Savage: It was very close. We worked very closely together. There were a lot of edits, a lot. How many edits, 25, 30?
Wolf: I don’t know, a lot. Also, when you make a film…Basically, this film has no sync sound in it. It has probably five minutes of sync sound in it, which is very difficult, but it’s also cool, because you can totally control what you’re doing in terms of designing sound and scripting voiceover. That being said, we were revising the script up until a few weeks before finishing it. That process was ongoing as we were tweaking our story. The voiceover was the real tool to craft the shape of it.
Schwartzman: I just had a metaphor that…not a metaphor, but a thing that occurred to me that I hope doesn’t sound cheesy. I almost feel like this movie is what would happen if someone was reading this book and then went to bed and had a dream.
This would be the dream that they would have at night. It would be this swirling, all the characters meeting and becoming one in a way, and all of it being processed in your brain in a way that on a deeper level, you already know so many of the big historical facts. We know so many of the huge ones. But if you were reading the book, you don’t need “this happened, this happened.” You just feel it and know it intuitively, because it’s in your body. I feel that.
Wolf: You’ve lived it.
Schwartzman: You’ve lived it. Because you’re also a viewer, and you’re also a teenager when you’re watching the movie. It’s coming to you from that way, and so I feel like that’s what it’s like. It’s the meme of the book.
GALO: Could you touch on some of your teenage years, and how maybe they relate to the footage in the movie and what’s happening in the documentary?
Wolf: I always thought this film would be just a deep exploration of pop culture, but as I started making it, I came to terms with how political the subject matter is, because young people were really struggling for equality and for recognition in the most basic terms. When I was a teenager, I was also really political. It was in the ’90s, and I was gay, and I published my school’s underground newspaper, and was battling it out, trying to fight homophobia in my school, but also in my bigger community. I really felt like I was changing the course of history at that moment. Maybe I did in some small, tiny way, or at least in my world.
Savage: This is one of the things I really like about the film, that Matt has actually seen the politics in it, and there is politics in it. It may be slightly more disguised in the book, but I’m really glad that it’s brought up in the film, that’s really exciting to me. Our collaboration’s been great, but that’s one part of it I’m really pleased about.

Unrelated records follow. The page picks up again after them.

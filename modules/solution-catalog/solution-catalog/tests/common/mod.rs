#![allow(clippy::unwrap_used, clippy::expect_used, dead_code)]

//! Common test utilities for solution-catalog integration tests

use std::sync::Arc;

use chrono::{DateTime, TimeDelta, Utc};
use solution_catalog::domain::service::{ModuleCatalogService, SolutionRegistryService};
use solution_catalog::infra::storage::seed::{seed_modules, seed_solutions};
use solution_catalog::infra::{
    InMemoryModuleRepository, InMemorySolutionRepository, NoopReadmeProvider,
};
use solution_catalog::{
    Environment, EnvironmentModule, EnvironmentStatus, SolutionModule, Solution,
    SolutionCatalogModule,
};

pub fn create_catalog() -> Arc<ModuleCatalogService> {
    let repo = InMemoryModuleRepository::new(seed_modules(Utc::now())).unwrap();
    Arc::new(ModuleCatalogService::new(
        Arc::new(repo),
        Arc::new(NoopReadmeProvider),
    ))
}

pub fn create_registry() -> Arc<SolutionRegistryService> {
    create_registry_with(seed_solutions(Utc::now()))
}

pub fn create_registry_with(solutions: Vec<Solution>) -> Arc<SolutionRegistryService> {
    let repo = InMemorySolutionRepository::new(solutions).unwrap();
    Arc::new(SolutionRegistryService::new(Arc::new(repo)))
}

pub fn create_module() -> SolutionCatalogModule {
    let now = Utc::now();
    SolutionCatalogModule::from_parts(
        seed_modules(now),
        seed_solutions(now),
        Arc::new(NoopReadmeProvider),
    )
    .unwrap()
}

pub fn environment(id: &str, name: &str, namespace: &str, modules: &[(&str, &str)]) -> Environment {
    Environment {
        id: id.to_owned(),
        name: name.to_owned(),
        namespace: namespace.to_owned(),
        status: EnvironmentStatus::Running,
        last_deployed: Utc::now() - TimeDelta::hours(1),
        modules: modules
            .iter()
            .map(|(m, v)| EnvironmentModule::new(*m, *v, EnvironmentStatus::Running))
            .collect(),
    }
}

/// A solution with manifest `[A@1, B@2]` and `dev-1`, `dev-2`, `prod` environments.
///
/// `updated_at` lies in the future so refreshes have to bump past it.
pub fn acme_solution() -> Solution {
    let deployed = [("A", "1"), ("B", "2")];
    Solution {
        id: "acme".to_owned(),
        name: "Acme".to_owned(),
        description: "Fixture".to_owned(),
        organization: "Acme Inc".to_owned(),
        created_at: DateTime::<Utc>::UNIX_EPOCH,
        updated_at: Utc::now() + TimeDelta::hours(1),
        modules: vec![SolutionModule::new("A", "1"), SolutionModule::new("B", "2")],
        environments: vec![
            environment("dev-1", "dev-1", "acme-one", &deployed),
            environment("dev-2", "Sandbox", "acme-dev-2", &deployed),
            environment("prod", "Production", "acme-prod", &deployed),
        ],
    }
}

I was a very dreamy teenager, which is why I really identify with the dreaminess of parts of the film. I was very withdrawn, and quite unsociable. I didn’t have psychological problems, but I just stayed in my room, and read books, and listened to weird music. Then at the end of my teenage years, when I was about 22, 23, I got involved with punk rock, and so that was the transformation for me. You can meet lots of outsiders coming together, and finding that they could get strength by coming together, so that was a political thing as well in the widest sense.
Schwartzman: I was mostly playing music. I was in a band from the time I was 13, so I think most of my teenage years were spent listening to music, and playing music, and that’s a weird thing too, because people come to hear music, people from my school would come, or all of our friends would come and see us play. So on one level it was like you have attention, but then they all leave again, and you’re just alone again. [Laughter]
I really was a super MTV consumer. Like unbelievable. If it’s MTV in the ’90s, I can tell you anything that was on that.
Savage: This is also an important part about the film, that we are all real music fans, and music in fact courses throughout the film. To me, there are two incredible moments in the film. One is when Gene Krupa comes in with Benny Goodman in the swing section. And it’s a fantastic moment for me, because it makes it come to life, with what Matt and the sound designer have done with Frank Sinatra, where you get the volume swelling.